(Required action)
Print the first line of the data below and every one after it, through the line containing "use thiserror::Error;", exactly as written.

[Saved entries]
==================================================

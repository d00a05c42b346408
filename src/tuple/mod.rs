//! Tuples and tuple formats.
//!
//! A tuple is an ordered array of MessagePack fields plus an offset map
//! giving O(1) access to indexed fields. The backing allocation holds
//! the offsets *before* the field data:
//!
//! ```text
//! [offset_N … offset_1 | MessagePack array]
//!                      ^ data start; offsets sit at negative indices
//! ```
//!
//! Offsets are 32-bit, relative to the data start, and recorded only for
//! fields that some index reaches past field 0 (field 0 is addressable
//! directly behind the array header). Which fields get a slot is decided
//! by the [`TupleFormat`], which is derived from the key definitions of
//! all indexes of a space.
//!
//! Tuples are immutable after creation and shared by reference count
//! ([`Arc`]): iterators, in-memory trees, and result sets all hold the
//! same allocation.

#[cfg(test)]
mod tests;

use std::sync::Arc;

use thiserror::Error;

use crate::keydef::{FieldType, KeyDef, KeyDefError};
use crate::msgpack::{self, MsgpackError};

// ------------------------------------------------------------------------------------------------
// Error Types
// ------------------------------------------------------------------------------------------------

/// Errors returned by tuple construction and access.
#[derive(Debug, Error)]
pub enum TupleError {
    /// MessagePack decoding failure.
    #[error("msgpack error: {0}")]
    Msgpack(#[from] MsgpackError),

    /// Field validation failure.
    #[error("key def error: {0}")]
    KeyDef(#[from] KeyDefError),

    /// Tuple body is not a MessagePack array.
    #[error("tuple body must be a msgpack array")]
    NotAnArray,

    /// The space declares an exact field count and the tuple differs.
    #[error("tuple field count {found} does not match space field count {expected}")]
    FieldCountMismatch {
        /// Declared exact field count.
        expected: u32,
        /// Actual field count.
        found: u32,
    },

    /// The tuple has fewer fields than the indexes require.
    #[error("tuple has {found} fields, indexes require at least {required}")]
    TooFewFields {
        /// Minimum field count required by index parts.
        required: u32,
        /// Actual field count.
        found: u32,
    },
}

// ------------------------------------------------------------------------------------------------
// Tuple format
// ------------------------------------------------------------------------------------------------

/// Per-field description inside a [`TupleFormat`].
#[derive(Debug, Clone, Copy)]
pub struct FormatField {
    /// Declared type, unioned across all key definitions.
    pub field_type: FieldType,
    /// Offset-map slot for this field, or `None` when unindexed or
    /// reachable without one (field 0).
    pub offset_slot: Option<u32>,
}

/// The shape of tuples stored in one space: per-field types and the
/// offset-map layout shared by every tuple of the space.
#[derive(Debug)]
pub struct TupleFormat {
    /// Field descriptors for all indexed fields, addressed by field no.
    fields: Vec<FormatField>,
    /// Number of offset slots each tuple carries.
    offset_count: u32,
    /// Exact field count enforced on ingest, when the space declares one.
    exact_field_count: Option<u32>,
    /// Minimum field count implied by the index parts.
    min_field_count: u32,
}

impl TupleFormat {
    /// Derives a format from the key definitions of a space's indexes.
    ///
    /// Field types referenced by several definitions are narrowed via
    /// [`FieldType::merge`]; conflicting declarations are an error.
    pub fn new(
        key_defs: &[&KeyDef],
        exact_field_count: Option<u32>,
    ) -> Result<Arc<Self>, TupleError> {
        let field_count = key_defs
            .iter()
            .map(|d| d.min_field_count())
            .max()
            .unwrap_or(0);

        let mut fields: Vec<FormatField> = (0..field_count)
            .map(|_| FormatField {
                field_type: FieldType::Any,
                offset_slot: None,
            })
            .collect();

        for def in key_defs {
            for part in &def.parts {
                let slot = &mut fields[part.field_no as usize];
                slot.field_type = slot.field_type.merge(part.field_type)?;
            }
        }

        // Assign offset slots to every indexed field past field 0.
        let mut offset_count = 0;
        for def in key_defs {
            for part in &def.parts {
                let field = &mut fields[part.field_no as usize];
                if part.field_no > 0 && field.offset_slot.is_none() {
                    field.offset_slot = Some(offset_count);
                    offset_count += 1;
                }
            }
        }

        Ok(Arc::new(Self {
            fields,
            offset_count,
            exact_field_count,
            min_field_count: field_count,
        }))
    }

    /// A format with no indexed fields (keys pass through unvalidated).
    pub fn empty() -> Arc<Self> {
        Arc::new(Self {
            fields: Vec::new(),
            offset_count: 0,
            exact_field_count: None,
            min_field_count: 0,
        })
    }

    /// Number of offset slots tuples of this format carry.
    pub fn offset_count(&self) -> u32 {
        self.offset_count
    }

    /// Declared type of a field, `Any` when past the indexed prefix.
    pub fn field_type(&self, field_no: u32) -> FieldType {
        self.fields
            .get(field_no as usize)
            .map(|f| f.field_type)
            .unwrap_or(FieldType::Any)
    }
}

// ------------------------------------------------------------------------------------------------
// Tuple
// ------------------------------------------------------------------------------------------------

/// An immutable, reference-counted tuple.
///
/// See the [module documentation](self) for the memory layout.
#[derive(Debug)]
pub struct Tuple {
    /// Backing allocation: `[offsets | msgpack array]`.
    raw: Box<[u8]>,
    /// Byte position where the MessagePack array starts.
    data_start: usize,
    /// Number of fields in the array.
    field_count: u32,
    /// Format this tuple was validated against.
    format: Arc<TupleFormat>,
}

impl Tuple {
    /// Builds a tuple from a MessagePack array, validating every indexed
    /// field against the format and recording the offset map.
    pub fn new(format: Arc<TupleFormat>, data: &[u8]) -> Result<Arc<Tuple>, TupleError> {
        let (field_count, header_len) =
            msgpack::read_array_len(data).map_err(|_| TupleError::NotAnArray)?;

        if let Some(expected) = format.exact_field_count
            && field_count != expected
        {
            return Err(TupleError::FieldCountMismatch {
                expected,
                found: field_count,
            });
        }
        if field_count < format.min_field_count {
            return Err(TupleError::TooFewFields {
                required: format.min_field_count,
                found: field_count,
            });
        }

        let offsets_len = format.offset_count as usize * 4;
        let mut raw = vec![0u8; offsets_len + data.len()];
        raw[offsets_len..].copy_from_slice(data);

        // Walk the indexed prefix once: validate types and fill slots.
        let mut pos = header_len;
        for (field_no, field) in format.fields.iter().enumerate() {
            let (value, _) = msgpack::read_value(&data[pos..])?;
            if !field.field_type.accepts(&value) {
                return Err(TupleError::KeyDef(KeyDefError::FieldTypeMismatch {
                    field_no: field_no as u32,
                    expected: field.field_type,
                    found: value.class(),
                }));
            }
            if let Some(slot) = field.offset_slot {
                // Slot `k` lives at negative index `k + 1` from the data
                // start, i.e. bytes `offsets_len - (k + 1) * 4 ..`.
                let at = offsets_len - (slot as usize + 1) * 4;
                raw[at..at + 4].copy_from_slice(&(pos as u32).to_le_bytes());
            }
            pos += msgpack::skip_value(&data[pos..])?;
        }

        Ok(Arc::new(Tuple {
            raw: raw.into_boxed_slice(),
            data_start: offsets_len,
            field_count,
            format,
        }))
    }

    /// The MessagePack array this tuple stores.
    pub fn data(&self) -> &[u8] {
        &self.raw[self.data_start..]
    }

    /// Number of fields.
    pub fn field_count(&self) -> u32 {
        self.field_count
    }

    /// Format this tuple belongs to.
    pub fn format(&self) -> &Arc<TupleFormat> {
        &self.format
    }

    /// Raw encoded bytes of one field.
    ///
    /// Fields with an offset slot resolve in O(1); others are reached by
    /// a sequential walk.
    pub fn field(&self, field_no: u32) -> Result<&[u8], TupleError> {
        if field_no >= self.field_count {
            return Err(TupleError::KeyDef(KeyDefError::MissingField {
                field_no,
                field_count: self.field_count,
            }));
        }
        if let Some(FormatField {
            offset_slot: Some(slot),
            ..
        }) = self.format.fields.get(field_no as usize)
        {
            let at = self.data_start - (*slot as usize + 1) * 4;
            let off = u32::from_le_bytes([
                self.raw[at],
                self.raw[at + 1],
                self.raw[at + 2],
                self.raw[at + 3],
            ]) as usize;
            let data = self.data();
            let len = msgpack::skip_value(&data[off..])?;
            return Ok(&data[off..off + len]);
        }
        Ok(crate::keydef::tuple_field(self.data(), field_no)?)
    }
}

==================================================

(Exercise response)
repository d00a05c42b346408
filename src/tuple/mod.rs
//! Tuples and tuple formats.
//!
//! A tuple is an ordered array of MessagePack fields plus an offset map
//! giving O(1) access to indexed fields. The backing allocation holds
//! the offsets *before* the field data:
//!
//! ```text
//! [offset_N … offset_1 | MessagePack array]
//!                      ^ data start; offsets sit at negative indices
//! ```
//!
//! Offsets are 32-bit, relative to the data start, and recorded only for
//! fields that some index reaches past field 0 (field 0 is addressable
//! directly behind the array header). Which fields get a slot is decided
//! by the [`TupleFormat`], which is derived from the key definitions of
//! all indexes of a space.
//!
//! Tuples are immutable after creation and shared by reference count
//! ([`Arc`]): iterators, in-memory trees, and result sets all hold the
//! same allocation.

#[cfg(test)]
mod tests;

use std::sync::Arc;

use thiserror::Error;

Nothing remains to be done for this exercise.